━━━ RECORDS SHOWN ━━━

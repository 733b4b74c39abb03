// TOMO: Network Loss Tomography Simulation with Bernoulli Losses
// Copyright (C) 2024-2025 Roland Schmid <roschmi@ethz.ch> and Tibor Schneider <sctibor@ethz.ch>
//
// This program is free software: you can redistribute it and/or modify
// it under the terms of the GNU General Public License as published by
// the Free Software Foundation, either version 3 of the License, or
// (at your option) any later version.
//
// This program is distributed in the hope that it will be useful,
// but WITHOUT ANY WARRANTY; without even the implied warranty of
// MERCHANTABILITY or FITNESS FOR A PARTICULAR PURPOSE.  See the
// GNU General Public License for more details.
//
// You should have received a copy of the GNU General Public License
// along with this program.  If not, see <http://www.gnu.org/licenses/>.
use std::process;

use clap::Parser;

use tomo::{
    config::{parse_link_loss, parse_mode, parse_receivers, receivers_help},
    prelude::*,
    report::{write_results, GRAPH_FILE},
    topology::DEFAULT_LOSS,
    util::{self, PathBufExt},
};
use tomo_utils::{convergence::DEFAULT_TOLERANCE, other::fmt_estimate};

#[derive(Parser, Debug)]
#[command(about, long_about = None)]
struct Args {
    /// Number of probes (ticks) to simulate.
    #[arg(short, long)]
    ticks: usize,
    #[arg(short, long = "num-recvrs", default_value = "2", value_parser = parse_receivers, help = receivers_help())]
    num_receivers: usize,
    /// Estimation mode: `tomography` infers losses from the receivers, `sdn` measures every link.
    #[arg(short, long, default_value = "tomography", value_parser = parse_mode)]
    mode: Mode,
    /// Seed of the random number generator.
    #[arg(short, long, default_value_t = 0)]
    seed: u64,
    /// Drop probability of every link except the control link.
    #[arg(short, long, default_value_t = DEFAULT_LOSS)]
    loss: f64,
    /// Draw the drop probability of every link uniformly from [LOW, HIGH).
    #[arg(long, num_args = 2, value_names = ["LOW", "HIGH"])]
    loss_range: Option<Vec<f64>>,
    /// Overwrite the drop probability of a single link, e.g., `--link-loss 3=0.25`.
    #[arg(long, value_parser = parse_link_loss)]
    link_loss: Vec<(usize, f64)>,
    /// Root directory for the results. Every run creates a timestamped subdirectory.
    #[arg(short, long, default_value = "./results/")]
    output: String,
}

impl Args {
    fn config(&self) -> SimulationConfig {
        let mut losses = LinkLossBuilder::new().default_loss(self.loss);
        if let Some([low, high]) = self.loss_range.as_deref() {
            losses = losses.uniform(*low, *high);
        }
        for (link, alpha) in &self.link_loss {
            losses = losses.overwrite(*link, *alpha);
        }
        SimulationConfig::new(self.ticks, self.num_receivers, self.mode)
            .seed(self.seed)
            .losses(losses)
    }
}

fn main() -> Result<(), Box<dyn std::error::Error>> {
    util::init_logging();
    let args = Args::parse();

    let sim = match Simulator::new(args.config()) {
        Ok(sim) => sim,
        Err(e) => {
            log::error!("Invalid configuration: {e}");
            process::exit(2);
        }
    };
    log::info!(
        "Simulating {} ticks on a tree with {} receivers ({} mode)",
        args.ticks,
        args.num_receivers,
        args.mode
    );

    let result = sim.run();
    let dir = write_results(&result, util::results_dir(&args.output), DEFAULT_TOLERANCE)?;
    log::info!("Results stored in {dir:?}");

    let summary = result.summary(DEFAULT_TOLERANCE);
    println!(
        "{:>14} {:>8} {:>10} {:>10} {:>10} {:>10}",
        "host", "alpha", "estimate", "y", "y_hat", "converged"
    );
    for (host, series) in summary.hosts.iter().zip(result.state.series()) {
        let estimate = series.alpha.last().copied().unwrap_or(f64::NAN);
        println!(
            "{:>14} {:>8.4} {:>10} {:>10.4} {:>10} {:>10}",
            host.name,
            host.true_alpha,
            fmt_estimate(estimate),
            host.true_path_success,
            fmt_estimate(host.y_hat.unwrap_or(f64::NAN)),
            host.convergence
                .converged_at
                .map(|t| t.to_string())
                .unwrap_or_else(|| "-".to_string()),
        );
    }

    log::info!(
        "Render the tree with `dot -Tpng -O {}`",
        dir.then(GRAPH_FILE).display()
    );

    Ok(())
}
use chrono::{DateTime, Utc};
use serde::{Deserialize, Serialize};

/// Seconds of remaining lifetime below which a token counts as stale.
pub const EXPIRY_MARGIN_SECS: i64 = 300;

/// OAuth credential persisted between runs.
///
/// # Example
/// ```no_run
/// use ampgate::auth::Credential;
/// use chrono::Utc;
///
/// let credential = Credential {
///     access_token: Some("access".to_string()),
///     refresh_token: Some("refresh".to_string()),
///     issued_at: Some(Utc::now()),
///     expires_in: Some(3600),
/// };
/// assert!(!credential.needs_refresh());
/// ```
#[derive(Debug, Clone, Default, Serialize, Deserialize)]
pub struct Credential {
    pub access_token: Option<String>,
    pub refresh_token: Option<String>,
    pub issued_at: Option<DateTime<Utc>>,
    pub expires_in: Option<i64>,
}

impl Credential {
    /// Seconds of lifetime left at `now`, if issue metadata is present.
    pub fn remaining_secs_at(&self, now: DateTime<Utc>) -> Option<i64> {
        let issued = self.issued_at?;
        let lifetime = self.expires_in?;
        Some(lifetime - (now - issued).num_seconds())
    }

    /// Whether the access token must be refreshed before use at `now`.
    ///
    /// An absent access token or absent issue metadata counts as stale,
    /// as does anything within [`EXPIRY_MARGIN_SECS`] of expiry.
    pub fn needs_refresh_at(&self, now: DateTime<Utc>) -> bool {
        if self.access_token.is_none() {
            return true;
        }
        match self.remaining_secs_at(now) {
            Some(remaining) => remaining <= EXPIRY_MARGIN_SECS,
            None => true,
        }
    }

    /// Wall-clock form of [`needs_refresh_at`](Self::needs_refresh_at).
    pub fn needs_refresh(&self) -> bool {
        self.needs_refresh_at(Utc::now())
    }
}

━━━

Every record above must be duplicated exactly.

repository 733b4b74c39abb03
// TOMO: Network Loss Tomography Simulation with Bernoulli Losses
// Copyright (C) 2024-2025 Roland Schmid <roschmi@ethz.ch> and Tibor Schneider <sctibor@ethz.ch>
//
// This program is free software: you can redistribute it and/or modify
// it under the terms of the GNU General Public License as published by
// the Free Software Foundation, either version 3 of the License, or
// (at your option) any later version.
//
// This program is distributed in the hope that it will be useful,
// but WITHOUT ANY WARRANTY; without even the implied warranty of
// MERCHANTABILITY or FITNESS FOR A PARTICULAR PURPOSE.  See the
// GNU General Public License for more details.
//
// You should have received a copy of the GNU General Public License
// along with this program.  If not, see <http://www.gnu.org/licenses/>.
use std::process;

use clap::Parser;

use tomo::{
    config::{parse_link_loss, parse_mode, parse_receivers, receivers_help},
    prelude::*,
    report::{write_results, GRAPH_FILE},
    topology::DEFAULT_LOSS,
    util::{self, PathBufExt},
};
use tomo_utils::{convergence::DEFAULT_TOLERANCE, other::fmt_estimate};

#[derive(Parser, Debug)]
#[command(about, long_about = None)]
struct Args {
    /// Number of probes (ticks) to simulate.
    #[arg(short, long)]
    ticks: usize,
    #[arg(short, long = "num-recvrs", default_value = "2", value_parser = parse_receivers, help = receivers_help())]
    num_receivers: usize,
    /// Estimation mode: `tomography` infers losses from the receivers, `sdn` measures every link.
    #[arg(short, long, default_value = "tomography", value_parser = parse_mode)]
    mode: Mode,
    /// Seed of the random number generator.
    #[arg(short, long, default_value_t = 0)]
    seed: u64,
    /// Drop probability of every link except the control link.
    #[arg(short, long, default_value_t = DEFAULT_LOSS)]
    loss: f64,
    /// Draw the drop probability of every link uniformly from [LOW, HIGH).
    #[arg(long, num_args = 2, value_names = ["LOW", "HIGH"])]
    loss_range: Option<Vec<f64>>,
    /// Overwrite the drop probability of a single link, e.g., `--link-loss 3=0.25`.
    #[arg(long, value_parser = parse_link_loss)]
    link_loss: Vec<(usize, f64)>,
    /// Root directory for the results. Every run creates a timestamped subdirectory.
    #[arg(short, long, default_value = "./results/")]
    output: String,
}

impl Args {
    fn config(&self) -> SimulationConfig {
        let mut losses = LinkLossBuilder::new().default_loss(self.loss);
        if let Some([low, high]) = self.loss_range.as_deref() {
            losses = losses.uniform(*low, *high);
        }
        for (link, alpha) in &self.link_loss {
            losses = losses.overwrite(*link, *alpha);
        }
        SimulationConfig::new(self.ticks, self.num_receivers, self.mode)
            .seed(self.seed)
            .losses(losses)
    }
}

fn main() -> Result<(), Box<dyn std::error::Error>> {
    util::init_logging();
    let args = Args::parse();

    let sim = match Simulator::new(args.config()) {
        Ok(sim) => sim,
        Err(e) => {
            log::error!("Invalid configuration: {e}");
            process::exit(2);
        }
    };
    log::info!(
        "Simulating {} ticks on a tree with {} receivers ({} mode)",
        args.ticks,
        args.num_receivers,
        args.mode
    );

    let result = sim.run();
    let dir = write_results(&result, util::results_dir(&args.output), DEFAULT_TOLERANCE)?;
    log::info!("Results stored in {dir:?}");

    let summary = result.summary(DEFAULT_TOLERANCE);
    println!(
        "{:>14} {:>8} {:>10} {:>10} {:>10} {:>10}",
        "host", "alpha", "estimate", "y", "y_hat", "converged"
    );
    for (host, series) in summary.hosts.iter().zip(result.state.series()) {
        let estimate = series.alpha.last().copied().unwrap_or(f64::NAN);
        println!(
            "{:>14} {:>8.4} {:>10} {:>10.4} {:>10} {:>10}",
            host.name,
            host.true_alpha,
            fmt_estimate(estimate),
            host.true_path_success,
            fmt_estimate(host.y_hat.unwrap_or(f64::NAN)),
            host.convergence
                .converged_at
                .map(|t| t.to_string())
                .unwrap_or_else(|| "-".to_string()),
        );
    }

    log::info!(
        "Render the tree with `dot -Tpng -O {}`",
        dir.then(GRAPH_FILE).display()
    );

    Ok(())
}
use chrono::{DateTime, Utc};
use serde::{Deserialize, Serialize};

/// Seconds of remaining lifetime below which a token counts as stale.
pub const EXPIRY_MARGIN_SECS: i64 = 300;

/// OAuth credential persisted between runs.
///
/// # Example
/// ```no_run
/// use ampgate::auth::Credential;
/// use chrono::Utc;
///
/// let credential = Credential {
///     access_token: Some("access".to_string()),
///     refresh_token: Some("refresh".to_string()),
///     issued_at: Some(Utc::now()),
///     expires_in: Some(3600),
/// };
/// assert!(!credential.needs_refresh());
/// ```
#[derive(Debug, Clone, Default, Serialize, Deserialize)]
pub struct Credential {
    pub access_token: Option<String>,
    pub refresh_token: Option<String>,
    pub issued_at: Option<DateTime<Utc>>,
    pub expires_in: Option<i64>,
}

impl Credential {
    /// Seconds of lifetime left at `now`, if issue metadata is present.
    pub fn remaining_secs_at(&self, now: DateTime<Utc>) -> Option<i64> {
        let issued = self.issued_at?;
        let lifetime = self.expires_in?;
        Some(lifetime - (now - issued).num_seconds())
    }

    /// Whether the access token must be refreshed before use at `now`.
    ///
    /// An absent access token or absent issue metadata counts as stale,
    /// as does anything within [`EXPIRY_MARGIN_SECS`] of expiry.
    pub fn needs_refresh_at(&self, now: DateTime<Utc>) -> bool {
        if self.access_token.is_none() {
            return true;
        }
        match self.remaining_secs_at(now) {
            Some(remaining) => remaining <= EXPIRY_MARGIN_SECS,
            None => true,
        }
    }

    /// Wall-clock form of [`needs_refresh_at`](Self::needs_refresh_at).
    pub fn needs_refresh(&self) -> bool {
        self.needs_refresh_at(Utc::now())
    }
}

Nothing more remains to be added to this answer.